Haibane Renmei



I bambini dalle ali cineree hanno rinunciato a vivere.


Cosa accade quando un bambino viene deluso,
quando un piccolo uomo piange da solo e
ha paura delle ombre.
Quando le ombre sono le macchie che sentono
sulla pelle nella bocca.
Quando qualcosa li rende diversi da chi si guarda e sorride
da chi guardato desta un sorriso.
Quando la bellezza muore in ogni gesto
e le parole fanno solo rumori.
Muti rumori.


Cosa accade quando le pareti di una stanza
sono tutto il mondo intorno intorno ai bambini
quando una breve macchia nel muro
li colpisce con la forza di un treno
e il loro corpo giace silenzioso
tra anime d'acciaio.
E quando il canto posato sull'orizzonte
riverbera nelle loro orecchie come una condanna
e un nuovo giorno.


Rinunciano a vivere smettono di vivere.
Ingoiano le lancette scure dei campanili.
E si sgretolano e divorati dal niente
lasciano sporco
intorno.
Fino al vento, al vento che di lì a poco
ne lava il ricordo. I piccoli uomini
scelgono di abbandonare chi li abbandona
e muoiono
cadendo
da soli,
nulla può il volo dei corvi innamorati.
O no, forse no. Un passo, il primo
sulla scala che va oltre le mura
si rivela solido e sereno
se trova una piccola robusta pietra.
Che sa la debolezza.


Che si perdona
e perdona indulgente.
Chi non l'ha mai guardata chi ha deluso il suo cuore.

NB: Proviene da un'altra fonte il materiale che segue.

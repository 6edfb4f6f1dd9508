//! Business services for Civicmap.

pub mod collaboration;
pub mod context;
pub mod notification;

Un guscio intrecciato la vita dei bambini
che scelgono di non vivere.
In una città lontana
oltre la loro morte,
attendono
le loro ali grigie
nuova fiducia in quello che hanno lasciato.
Nuova fiducia, nuovo amore
una nuova speranza
per quel mondo
che li attende come orfano affamato.


Haibane Renmei,
delicata incredibile missione.


A.

1 commento:

Anonimo ha detto...

Beh, To', come tutte le tue osservazioni... lascia senza parole :-)

Non dico così per dire; sono sicura che se 'sta serie l'avessi fatta tu, non ci sarebbe stato bisogno di alcuna spiegazione sul finale. L'avresti risolta perfettamente in tredici episodi.